さて、今日はみなさんにも中小企業の現状と課題をわかりやすくお伝えしたいと思い、この記事を書いています!
①中小企業の現状
国内の中小企業の割合は99.7%を占めており、約3,300万人の従業者が働いている。中小企業を取り巻く現状では、後継者不在をはじめとした多様な課題が存在しています。
後継者不在率は53.9%に達しており、後継者不在による倒産は年間400件を超え、このままでは約22兆円のGDPが失われる可能性があります。
②中小企業の業況
2023年は、年末にかけて売上の好転に一服感が見られたものの、業況判断DIは高水準で推移。経営課題の内訳を見ると、売上不振のほか、原材料高や求人難の割合が高い状況です。

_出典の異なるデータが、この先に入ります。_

//! 关联事件通道（correlate-channel）
//!
//! 在“发出即忘”的具名消息传输之上提供请求/响应语义：
//! - `channel`：`Correlator` 与 `EventChannel`，负责注册处理器与发送/等待结果；
//! - `middleware`：响应侧中间件，把处理器返回值路由回发送侧的挂起条目；
//! - `payload`：`awaitResult` 约定与关联意图判定；
//! - `transport` / `names`：外部协作者协议，以及内存版实现（`transport_inmemory`）。
//!
//! 挂起结果的存储、结算与容量淘汰由 `correlate-registry` 提供。
//!
pub mod channel;
pub mod error;
pub mod middleware;
pub mod names;
pub mod payload;
pub mod transport;
pub mod transport_inmemory;

pub use channel::{Correlator, Dispatched, EventChannel};
pub use error::{ChannelError, ChannelResult, TransportError};
pub use names::{InMemoryNameRegistry, NameRegistry};
pub use transport::{HandlerFuture, MessageHandler, Transport, handler_fn};
pub use transport_inmemory::{
    Envelope, InMemoryTransport, TransportConfig, TransportHandle, TransportStats,
};

pub use correlate_registry;
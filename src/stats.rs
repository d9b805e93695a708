use serde::Serialize;
use std::collections::HashSet;

use crate::demand::{DemandRecord, DemandStatus};

#[derive(Debug, Clone, Default, PartialEq, Eq, Serialize)]
#[serde(rename_all = "camelCase")]
pub struct PlatformStats {
    pub total_demands: usize,
    pub active_demands: usize,
    pub demands_met: usize,
    pub total_co_signers: u64,
    pub companies_targeted: usize,
}

pub fn platform_stats(demands: &[DemandRecord]) -> PlatformStats {
    let companies: HashSet<&str> = demands
        .iter()
        .map(|demand| demand.target_company.as_str())
        .collect();

    PlatformStats {
        total_demands: demands.len(),
        active_demands: demands.iter().filter(|demand| demand.is_active()).count(),
        demands_met: demands
            .iter()
            .filter(|demand| demand.status == DemandStatus::Met)
            .count(),
        total_co_signers: demands.iter().map(|demand| demand.co_sign_count).sum(),
        companies_targeted: companies.len(),
    }
}
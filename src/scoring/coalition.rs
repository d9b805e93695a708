use chrono::{DateTime, Utc};
use serde::Serialize;
use std::collections::HashSet;

use crate::demand::DemandRecord;
use crate::escalation::{escalation_progress, escalation_stage, EscalationStage};
use crate::scoring::pressure::{pressure_score_at, PressureComponents};

#[derive(Debug, Clone, Serialize)]
#[serde(rename_all = "camelCase")]
pub struct CoalitionPressure {
    pub demand_count: usize,
    pub active_demands: usize,
    pub total_co_signers: u64,
    pub pressure_score: u64,
    pub velocity: f64,
    pub companies: usize,
    pub stage: EscalationStage,
    pub progress: f64,
}

pub fn coalition_pressure(demands: &[DemandRecord]) -> CoalitionPressure {
    coalition_pressure_at(demands, Utc::now())
}

pub fn coalition_pressure_at(demands: &[DemandRecord], now: DateTime<Utc>) -> CoalitionPressure {
    let components = PressureComponents::collect(demands, now);
    let companies: HashSet<&str> = demands
        .iter()
        .map(|demand| demand.target_company.as_str())
        .collect();

    CoalitionPressure {
        demand_count: demands.len(),
        active_demands: components.active_demands,
        total_co_signers: components.total_signers,
        pressure_score: pressure_score_at(demands, now),
        velocity: components.velocity,
        companies: companies.len(),
        stage: escalation_stage(components.total_signers),
        progress: escalation_progress(components.total_signers),
    }
}
pub mod board;
pub mod coalition;
pub mod pressure;
pub mod trending;

pub use board::{
    build_pressure_board, build_pressure_board_at, group_by_company, PressureChange,
    PressureEntry,
};
pub use coalition::{coalition_pressure, coalition_pressure_at, CoalitionPressure};
pub use pressure::{
    pressure_score, pressure_score_at, pressure_velocity, PressureComponents, UNKNOWN_AGE_DAYS,
};
pub use trending::{
    heat_level, heat_level_at, sort_by_trending, sort_by_trending_at, top_trending,
    top_trending_at, trending_score, trending_score_at, HeatLevel, TrendingScore,
};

中小企業は大企業と比べて企業規模や経営資源の制約が大きいため、これらの問題が深刻化しやすいです。
③中小企業の抱える代表的な課題一覧
中小企業の課題を紐解くと、大企業と比べて企業規模や経営資源の制約が大きな要因となっている可能性が高いです。
経営計画の不備、経営者依存体質、人材確保難、人材育成不足、資金繰りの悪化、融資難、競争力の低下、新規顧客獲得の困難、生産性の低さ、コスト管理の甘さ、技術革新への対応遅れ、デジタル化対応の遅れ、法規制・コンプライアンス対応の負担、知的財産権管理の不備などが挙げられます 。
④中小企業の抱える経営課題
中小企業庁が発表した、中小企業の経営課題の意識調査では、「従業員の確保」と「販路の開拓」の割合が相対的に高いことがわかっています。
⑤中小企業“社長”の悩み
最も優先度の高い経営課題として、「人材の確保」及び「人材の育成」の声が上がっている。特に、中核人材の不足を訴えている割合が多くみられます。
⑥中小企業“社員”の意識
中小企業で働く社員も自身のキャリア・スキルに不安を感じており、リスキリングに対する意識が高い。しかし、必要と感じる一方で行動に移せない層も高い割合で存在しています。
約70%の社員がキャリアへの不安やキャリア・スキルアップのためにリスキリングの必要性を意識している一方で、実際に取り組んでいる割合は約40%にとどまっています。
まとめ
中小企業は日本経済の根幹であり、その数は国内企業全体の99.7%を占め、約3,300万人の従業員が働いています。
しかし、中小企業は後継者不足、人材確保難、資金繰りの悪化など、多くの課題に直面しています。
後継者不在率は53.9%に達し 、このままでは年間400件以上の倒産と約22兆円のGDP損失につながる可能性があります 。また、経営上の問題点として、売上不振、原材料高、求人難などが挙げられ、大企業に比べて経営資源が限られている中小企業にとっては深刻な問題です。中小企業庁の調査では、「従業員の確保」と「販路の開拓」が経営課題として特に重要視されており、中核人材の不足が深刻です。
中小企業で働く社員も、キャリアやスキルアップに対する不安を感じており、リスキリングの必要性を認識していますが、実際に行動に移せているのは一部に過ぎません。約70%の社員がリスキリングの必要性を感じている一方で、実際に行動しているのは約40%にとどまっています 。
これらの課題を解決するためには、経営計画の見直し、経営資源の効率的な活用、人材育成、デジタル化の推進などが求められます 。
また、外部専門家の活用や情報収集体制の強化も重要です 。
中小企業がこれらの課題を克服し、持続的な成長を遂げるためには、経営者だけでなく、社員一人ひとりが意識改革を行い、積極的に行動することが不可欠です。